Voice your opinions openly

- Liam


----------



## MarkMc (28/4/10)

Liam dee said:


> Hey guys,
> 
> 3rd post in an hour haha. I just ate a coopers bottle carbonation drop. Thats right... Like a lolly. And it was nice... but it got me to thinking...
> 
> ...




No idea, but try a few bottles with your next brew... try it in plastic bottles too, dont risk glass.


----------



## Nick JD (28/4/10)

Should work fine, but I'd check the ingredients list for any fats - you don't want that in your beer.

BTW - beer is made from barley.


----------



## MarkMc (28/4/10)

Nick JD said:


> Should work fine, but I'd check the ingredients list for any fats - you don't want that in your beer.
> 
> BTW - beer is made from barley.


Where abouts on the border are you Nick?


----------



## Hatchy (28/4/10)

If I was going to try it (which I wouldn't) I'd probably go with 1 barley sugar in a longneck & store it away from the house. Someone here would know how much fermentable sugar is in a barley sugar but I don't. I'd also suggest keeping as many constants as possible in yr brewing until you get the hang of it. If yr going to try it, do what the other guys said & only do 1 or 2 (plastic) bottles & check the ingredients.


----------



## manticle (28/4/10)

Traditionally it's barley water boiled for hours to candy consistency. Commercially it's sugar with acid added so I doubt you'll notice much difference.

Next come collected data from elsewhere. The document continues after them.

use std::path::{Path, PathBuf};
use std::process::{ExitStatus, Stdio};
use std::time::Duration;
use thiserror::Error;
use tokio::process::Command;

#[derive(Error, Debug)]
pub enum DoxygenError {
    #[error("IO error: {0}")]
    Io(#[from] std::io::Error),
    #[error("Doxygen executable not found: {0}")]
    NotFound(String),
    #[error("Doxygen exited with {status}: {stderr}")]
    Failed { status: ExitStatus, stderr: String },
    #[error("Doxygen timed out after {0:?}")]
    Timeout(Duration),
    #[error("Input not found: {}", .0.display())]
    InputNotFound(PathBuf),
    #[error("No C/C++ source files found in the given inputs")]
    NoSources,
    #[error("Doxygen produced no XML index at {}", .0.display())]
    MissingIndex(PathBuf),
}

pub type Result<T> = std::result::Result<T, DoxygenError>;

/// Doxygen 单次运行结果
#[derive(Debug, Clone)]
pub struct RunOutput {
    /// stderr 中的警告行
    pub warnings: Vec<String>,
    pub stdout: String,
}

/// Doxygen 进程管理
pub struct DoxygenRunner {
    program: String,
    timeout: Duration,
}

impl DoxygenRunner {
    pub fn new(program: &str) -> Self {
        Self {
            program: program.to_string(),
            timeout: Duration::from_secs(300),
        }
    }

    pub fn with_timeout(mut self, timeout: Duration) -> Self {
        self.timeout = timeout;
        self
    }

    pub fn program(&self) -> &str {
        &self.program
    }

    /// 查询 doxygen 版本
    pub async fn version(&self) -> Result<String> {
        let output = self.spawn(&["--version"], None).await?;
        Ok(output.stdout.trim().to_string())
    }

    /// 在 workdir 中以给定 Doxyfile 运行 doxygen
    pub async fn run(&self, doxyfile: &Path, workdir: &Path) -> Result<RunOutput> {
        let doxyfile = doxyfile.to_string_lossy().to_string();
        tracing::info!("Running {} {} in {}", self.program, doxyfile, workdir.display());

        let output = self.spawn(&[doxyfile.as_str()], Some(workdir)).await?;
        for warning in &output.warnings {
            tracing::warn!("doxygen: {}", warning);
        }
        Ok(output)
    }

    async fn spawn(&self, args: &[&str], workdir: Option<&Path>) -> Result<RunOutput> {
        let mut command = Command::new(&self.program);
        command
            .args(args)
            .stdin(Stdio::null())
            .stdout(Stdio::piped())
            .stderr(Stdio::piped())
            .kill_on_drop(true);
        if let Some(dir) = workdir {
            command.current_dir(dir);
        }

        let child = command.spawn().map_err(|e| match e.kind() {
            std::io::ErrorKind::NotFound => DoxygenError::NotFound(self.program.clone()),
            _ => DoxygenError::Io(e),
        })?;

        // 超时后 future 被丢弃, kill_on_drop 负责结束子进程
        let output = tokio::time::timeout(self.timeout, child.wait_with_output())
            .await
            .map_err(|_| DoxygenError::Timeout(self.timeout))??;

        let stderr = String::from_utf8_lossy(&output.stderr).to_string();
        if !output.status.success() {
            return Err(DoxygenError::Failed {
                status: output.status,
                stderr: stderr.trim().to_string(),
            });
        }

        Ok(RunOutput {
            warnings: parse_warnings(&stderr),
            stdout: String::from_utf8_lossy(&output.stdout).to_string(),
        })
    }
}

impl Default for DoxygenRunner {
    fn default() -> Self {
        Self::new("doxygen")
    }
}

#[doc(hidden)]
pub fn parse_warnings(stderr: &str) -> Vec<String> {
    stderr
        .lines()
        .map(str::trim_end)
        .filter(|line| !line.trim().is_empty())
        .map(str::to_string)
        .collect()
}
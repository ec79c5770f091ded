/*
 * Maps small integer handles to item records. A handle is generated from a
 * monotonic counter and is never reused for the lifetime of the process, so a
 * late background result carrying a stale handle can never silently collide
 * with an unrelated item. The registry owns record lifetime exclusively; the
 * visible tree stores the handle as its per-node client data.
 */
use super::models::ItemIdentity;
use std::collections::HashMap;

// An opaque handle for a registered item. Unique for the process lifetime.
#[derive(Debug, Clone, Copy, PartialEq, Eq, Hash)]
pub struct ItemHandle(pub u64);

/*
 * The registered state for one visible item. The identity is immutable
 * except through `update_identity`, which exists solely for rename
 * notifications. Parent linkage is intentionally absent: the visible tree is
 * the only authority on structure.
 */
#[derive(Debug, Clone, PartialEq, Eq)]
pub struct ItemRecord {
    pub handle: ItemHandle,
    pub identity: ItemIdentity,
}

#[derive(Debug, Clone, PartialEq, Eq)]
pub enum RegistryError {
    NotFound(ItemHandle),
}

impl std::fmt::Display for RegistryError {
    fn fmt(&self, f: &mut std::fmt::Formatter<'_>) -> std::fmt::Result {
        match self {
            RegistryError::NotFound(handle) => {
                write!(f, "No item record registered for handle {}", handle.0)
            }
        }
    }
}

impl std::error::Error for RegistryError {}

pub type Result<T> = std::result::Result<T, RegistryError>;

#[derive(Debug, Default)]
pub struct ItemRegistry {
    records: HashMap<u64, ItemRecord>,
    next_handle: u64,
}

impl ItemRegistry {
    pub fn new() -> Self {
        ItemRegistry {
            records: HashMap::new(),
            next_handle: 0,
        }
    }

    /// Registers an identity and returns its freshly generated handle.
    pub fn create(&mut self, identity: ItemIdentity) -> ItemHandle {
        let handle = ItemHandle(self.next_handle);
        self.next_handle += 1;
        self.records.insert(
            handle.0,
            ItemRecord {
                handle,
                identity,
            },
        );
        handle
    }

    /*
     * Looks up a record. An unknown handle is reported as `NotFound` rather
     * than treated as a contract violation: background results routinely
     * outlive the item they were queued for, and the caller decides whether
     * a miss means cancellation or a bug.
     */
    pub fn lookup(&self, handle: ItemHandle) -> Result<&ItemRecord> {
        self.records
            .get(&handle.0)
            .ok_or(RegistryError::NotFound(handle))
    }

    pub fn contains(&self, handle: ItemHandle) -> bool {
        self.records.contains_key(&handle.0)
    }

    /// Removes a record. Removing an already-removed handle is a no-op.
    pub fn remove(&mut self, handle: ItemHandle) {
        self.records.remove(&handle.0);
    }

    /// Replaces the identity stored for a handle. Used when a rename
    /// notification arrives for an item that stays visible.
    pub fn update_identity(&mut self, handle: ItemHandle, identity: ItemIdentity) -> Result<()> {
        match self.records.get_mut(&handle.0) {
            Some(record) => {
                record.identity = identity;
                Ok(())
            }
            None => Err(RegistryError::NotFound(handle)),
        }
    }

    pub fn len(&self) -> usize {
        self.records.len()
    }

    pub fn is_empty(&self) -> bool {
        self.records.is_empty()
    }
}

#[cfg(test)]
mod tests {
    use super::*;

    #[test]
    fn test_create_generates_monotonic_unique_handles() {
        let mut registry = ItemRegistry::new();
        let a = registry.create(ItemIdentity::root());
        let b = registry.create(ItemIdentity::root().child("Documents"));
        assert_ne!(a, b);
        assert!(b.0 > a.0);
        assert_eq!(registry.len(), 2);
    }

    #[test]
    fn test_handles_are_not_reused_after_removal() {
        let mut registry = ItemRegistry::new();
        let a = registry.create(ItemIdentity::root().child("a"));
        registry.remove(a);
        let b = registry.create(ItemIdentity::root().child("b"));
        assert_ne!(a, b);
        assert!(!registry.contains(a));
        assert!(registry.contains(b));
    }

    #[test]
    fn test_lookup_unknown_handle_is_not_found() {
        let registry = ItemRegistry::new();
        let result = registry.lookup(ItemHandle(42));
        assert_eq!(result, Err(RegistryError::NotFound(ItemHandle(42))));
    }

    #[test]
    fn test_lookup_returns_registered_identity() {
        let mut registry = ItemRegistry::new();
        let identity = ItemIdentity::from_segments(["Documents", "Reports"]);
        let handle = registry.create(identity.clone());

        let record = registry.lookup(handle).unwrap();
        assert_eq!(record.handle, handle);
        assert_eq!(record.identity, identity);
    }

    #[test]
    fn test_remove_twice_is_noop() {
        let mut registry = ItemRegistry::new();
        let handle = registry.create(ItemIdentity::root());
        registry.remove(handle);
        registry.remove(handle);
        assert!(registry.is_empty());
    }

    #[test]
    fn test_update_identity_rewrites_record() {
        let mut registry = ItemRegistry::new();
        let handle = registry.create(ItemIdentity::from_segments(["old"]));
        let renamed = ItemIdentity::from_segments(["new"]);
        registry.update_identity(handle, renamed.clone()).unwrap();
        assert_eq!(registry.lookup(handle).unwrap().identity, renamed);

        let missing = registry.update_identity(ItemHandle(999), ItemIdentity::root());
        assert!(missing.is_err());
    }
}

Prime 2 bottles with barley and two with carb drops, wrap them with glad wrap and keep them in a dark cool (18 degree) place for 6 weeks. Crack open and compare.


----------



## jyo (28/4/10)

When I first started brewing, I tried a little experiment with carbing using different flavoured jelly babies. I know, I'm a fruity bastard. 2 in each longneck. The red ones and orange ones were ok :wacko: ... No perceivable problems with fats/oils reducing head retention, so I imagine barley sugar would be ok. 

Cheers, John.


----------



## kelbygreen (28/4/10)

just go with dextrose or white sugar. No troubles here and its cheaper and just as easy. Not sure the little amount of carbing sugar added would make much difference to the taste as its only 6g of fermentable sugar per 750ml.


----------



## Bribie G (28/4/10)

If you are using PET bottles, a CSR sugar cube has been designed by God to fit precisely through the top of any PET bottle. One cube does a 750ml coopers type, and with 2L bottles which I used extensively before I took up kegging, two cubes for an ale and three for a lager. A third of the cost of the carb drops.


----------



## Nick JD (29/4/10)

MarkMc said:


> Where abouts on the border are you Nick?



I must change that - used to be up Tweed Valley, but now in Burleigh.


----------



## black_labb (29/4/10)

if you havent have a read of bulk priming have a read of the the article in the article section. bulk priming means you only prime once.


----------



## HoppingMad (29/4/10)

Would a barley sugar dissolve fully? Or are you looking at some serious cellar time to get rid of that sugary lump?

I thought Carb drops were designed to dissolve. Barley sugar to my knowledge isn't.

That said I'd love to throw a bit of Castlemaine Rock (a famous barley sugar in regional Vic) into a bottle to see if it works.

Hopper.


----------



## zoidbergmerc (29/4/10)

I used Lemon Flavoured Lollies to prime a few bottles of cerveza once. It carbed up well but it tasted aweful.


----------



## Fatgodzilla (29/4/10)

zoidbergmerc said:


> I used Lemon Flavoured Lollies to prime a few bottles of cerveza once. It carbed up well but it tasted aweful.




I used musk sticks once in a novelty beer but forgot to allow for the fact that each stick is more than a teaspoon full of sugar - result - bottle gushers of pink beer. By all reports the beer was drinkable once enough could be made to settle down, but it did stain the concrete. 

Be aware of what the carbonation sugar (lolly) is and what it contains (additives) before using it.


----------



## Steve (29/4/10)

Was given a glass of stout once that was carbed with a black jelly bean in the bottle. It was beautiful.
Cheers
Steve


----------



## Liam dee (29/4/10)

Some good replys guys... For some of you who seemed to think i meant as a permanent option... I was only thinking of a novelty/taste comparison. Brew sugars will always be my primary, because they are designed for it, and cheap too. I had never thought of jelly babies... and as for the stout with a liquorish jelly baby, that makes sense. I read somewhere that if you want unbelievable head (as we all do) on a stout, add some liquorish extract.

As for the lemon lolly in a corona brew, I think you would be better off with just some lemon rind in the fermentation process.

Good to hear what people have tried though...

- Liam


----------